Et comme l’on fait remarquer judicieusement de nombreux observateurs, à l’instar des présidents de la République qui l’ont précédé, Nicolas Sarkozy souhaite attacher son nom à une œuvre pérenne. Ses prédécesseurs ont privilégié d’une manière frappante les musées : Georges Pompidou, le Musée d’art contemporain de Beaubourg, Valéry Giscard d'Estaing, le Musée d'Orsay, François Mitterrand, le Grand Louvre, Jacques Chirac, le Musée des Arts premiers du quai Branly. Pour Nicolas Sarkozy, ce sera le Grand Paris.

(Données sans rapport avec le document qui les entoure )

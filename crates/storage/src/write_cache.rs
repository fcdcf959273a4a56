//! Per-transaction write cache
//!
//! Buffers every access a transaction makes as a [`Univalue`] record keyed by
//! path. Reads fall through to the backing store on first touch; writes keep
//! parent directory listings in step with child creation and deletion.
//!
//! The cache itself implements [`ReadOnlyStore`], so caches can be stacked.

use std::collections::hash_map::Entry;
use std::sync::Arc;

use rustc_hash::{FxHashMap, FxHashSet};
use tracing::debug;

use parastate_core::{
    child_name, is_dir, parent_of, Error, PathDir, ReadOnlyStore, Result, TxId, Value, SYSTEM,
};

use crate::filters::{apply_all, TransitionFilter};
use crate::univalue::Univalue;

/// Transaction-local buffer of access records
pub struct WriteCache {
    store: Arc<dyn ReadOnlyStore>,
    records: FxHashMap<String, Univalue>,
    /// Directories whose listings are maintained outside the cache
    system_paths: FxHashSet<String>,
}

impl WriteCache {
    /// Create a cache over `store`
    pub fn new(store: Arc<dyn ReadOnlyStore>) -> Self {
        WriteCache {
            store,
            records: FxHashMap::default(),
            system_paths: FxHashSet::default(),
        }
    }

    /// Create a cache whose listed directories are never updated on writes
    pub fn with_system_paths<I, S>(store: Arc<dyn ReadOnlyStore>, system_paths: I) -> Self
    where
        I: IntoIterator<Item = S>,
        S: Into<String>,
    {
        WriteCache {
            store,
            records: FxHashMap::default(),
            system_paths: system_paths.into_iter().map(Into::into).collect(),
        }
    }

    /// Backing store
    pub fn store(&self) -> &Arc<dyn ReadOnlyStore> {
        &self.store
    }

    /// Number of cached records
    pub fn len(&self) -> usize {
        self.records.len()
    }

    /// Whether no record is cached
    pub fn is_empty(&self) -> bool {
        self.records.is_empty()
    }

    /// Get the record for `path`, loading it from the store on first touch.
    ///
    /// A freshly loaded record has zero counters and `preexists` set when the
    /// store held a value.
    pub fn get_or_init(&mut self, tx: TxId, path: &str) -> Result<&mut Univalue> {
        let store = &self.store;
        match self.records.entry(path.to_string()) {
            Entry::Occupied(e) => Ok(e.into_mut()),
            Entry::Vacant(e) => {
                let value = store.retrieve(path)?;
                let preexists = value.is_some();
                Ok(e.insert(Univalue::new(tx, path, 0, 0, 0, value, preexists)))
            }
        }
    }

    /// Current value without recording an access
    pub fn peek(&self, path: &str) -> Result<Option<Value>> {
        match self.records.get(path) {
            Some(record) => Ok(record.peek().cloned()),
            None => self.store.retrieve(path),
        }
    }

    /// Whether `path` currently has a value, without recording an access
    pub fn exists(&self, path: &str) -> bool {
        match self.records.get(path) {
            Some(record) => record.peek().is_some(),
            None => self.store.exists(path),
        }
    }

    /// Read the value at `path`, recording one read
    pub fn read(&mut self, tx: TxId, path: &str) -> Result<Option<Value>> {
        let record = self.get_or_init(tx, path)?;
        Ok(record.get().cloned())
    }

    /// Read the child listing of a directory, recording one read
    pub fn list(&mut self, tx: TxId, path: &str) -> Result<Option<Vec<String>>> {
        Ok(self.read(tx, path)?.and_then(|v| v.keys()))
    }

    /// Write `value` at `path`; `None` deletes.
    ///
    /// Transactions other than [`SYSTEM`] may only write below an existing
    /// directory. When the write creates or deletes the path, the parent
    /// listing receives a child add or remove delta, unless the parent is a
    /// system path.
    ///
    /// # Errors
    ///
    /// - `ParentNotFound` if the parent directory does not exist
    /// - `InvalidPath` if a directory path is given a non-directory value
    /// - `ValueNotFound` when deleting a missing value
    /// - value errors from accumulating a delta
    pub fn write(&mut self, tx: TxId, path: &str, value: Option<Value>) -> Result<()> {
        if is_dir(path) && !matches!(value, None | Some(Value::Path(_))) {
            return Err(Error::InvalidPath(format!(
                "{} is a directory and cannot hold a scalar",
                path
            )));
        }

        let parent = parent_of(path).map(str::to_string);
        if tx != SYSTEM {
            match &parent {
                Some(p) if self.exists(p) => {}
                Some(p) => return Err(Error::ParentNotFound(p.clone())),
                None => return Err(Error::ParentNotFound(path.to_string())),
            }
        }

        let (existed, exists_now) = {
            let record = self.get_or_init(tx, path)?;
            let existed = record.peek().is_some();
            record.set(value)?;
            (existed, record.peek().is_some())
        };

        let Some(parent) = parent else {
            return Ok(());
        };
        if existed == exists_now || self.system_paths.contains(&parent) || !self.exists(&parent) {
            return Ok(());
        }

        let name = child_name(path);
        let change = if exists_now {
            PathDir::add_child(name)
        } else {
            PathDir::remove_child(name)
        };
        debug!(tx, path, parent = %parent, created = exists_now, "Updating parent listing");
        self.get_or_init(tx, &parent)?.set(Some(Value::Path(change)))
    }

    /// Replace cached records with `records`, keyed by their paths
    pub fn insert(&mut self, records: impl IntoIterator<Item = Univalue>) {
        for record in records {
            self.records.insert(record.path().to_string(), record);
        }
    }

    /// Drop every cached record
    pub fn clear(&mut self) {
        self.records.clear();
    }

    /// Snapshot the cached records for export.
    ///
    /// Records are sorted by path, passed through `filters` in order, and
    /// dropped when no access was recorded on them.
    pub fn export(&self, filters: &[&dyn TransitionFilter]) -> Vec<Univalue> {
        let mut records: Vec<Univalue> = self.records.values().cloned().collect();
        records.sort_by(|a, b| a.path().cmp(b.path()));
        records
            .into_iter()
            .filter_map(|record| apply_all(filters, record))
            .filter(|record| record.property().total_accesses() > 0)
            .collect()
    }
}

impl ReadOnlyStore for WriteCache {
    fn retrieve(&self, key: &str) -> Result<Option<Value>> {
        self.peek(key)
    }

    fn exists(&self, key: &str) -> bool {
        WriteCache::exists(self, key)
    }
}

impl std::fmt::Debug for WriteCache {
    fn fmt(&self, f: &mut std::fmt::Formatter<'_>) -> std::fmt::Result {
        f.debug_struct("WriteCache")
            .field("records", &self.records.len())
            .field("system_paths", &self.system_paths)
            .finish()
    }
}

En bon politique, Nicolas Sarkozy a toutefois compris que les visions des architectes mêmes illustrées par des maquettes alléchantes n’étaient pas très « vendeur » auprès du grand public. Il fallait du concret c’est-à-dire des objectifs chiffrés. Il a retenu trois secteurs sensibles : les transports, le logement, l’emploi.
Les objectifs chiffrés
Dans son projet de Grand Paris, le chef de l’Etat se fixe trois objectifs :
* 35 milliards d'investissements prévus pour les transports dont 21 milliards devraient être consacrés au projet d’un réseau automatique rapide qui reliera sur 130 km différents pôles extra-muros. « Si l'on veut que les travaux démarrent avant 2012, il faut qu'avant la fin de l'année, une loi fixe les modalités de la maîtrise d'ouvrage, les outils juridiques et les moyens de financement ». Nous verrons dans le prochain article comment Louveciennes pourra être connectée à ce métro du futur ;
© Christian de Portzamparc
* 70 000 logements de plus par an, soit le double de l'effort actuel, grâce à l'assouplissement des règles d'urbanisme et à une meilleure utilisation des réserves foncières existantes. Estimant que 1,5 million de logements nouveaux sont nécessaires pour répondre aux besoins à horizon de 2030, Nicolas Sarkozy a affirmé que « l'obstacle n'est pas dans la rareté du foncier », mais dans « la réglementation ». Au moment où Louveciennes planche sur un nouveau plan d’urbanisme (PLU), on essaiera d’appréhender dans un prochain article les conséquences que pourraient avoir un changement du droit (cf « Le Grand Paris et nous » (4) ) ;
* un million d'emplois supplémentaires devraient être créés en vingt ans. Nicolas Sarkozy a souhaité la création de « pôles d'excellence à vocation mondiale » en Ile-de-France, notamment à la Défense (secteur financier), à Saclay (sciences et les technologies), au Bourget (aviation et tourisme d’affaires), la Plaine Saint-Denis (industries de la création et des arts numériques), le sud de Paris et Ivry-sur-Seine (biotechnologie ). Louveciennes ne fait pas partie de ces pôles de développement, en revanche leur accessibilité est essentielle ce qui pose la question des transports ; Louveciennes reste fondamentalement une commune résidentielle agréable à vivre ; hormis les emplois procurés par les commerces et les services de proximité, des initiatives innovantes sont cependant possibles (cf « Le Grand Paris et nous » (5).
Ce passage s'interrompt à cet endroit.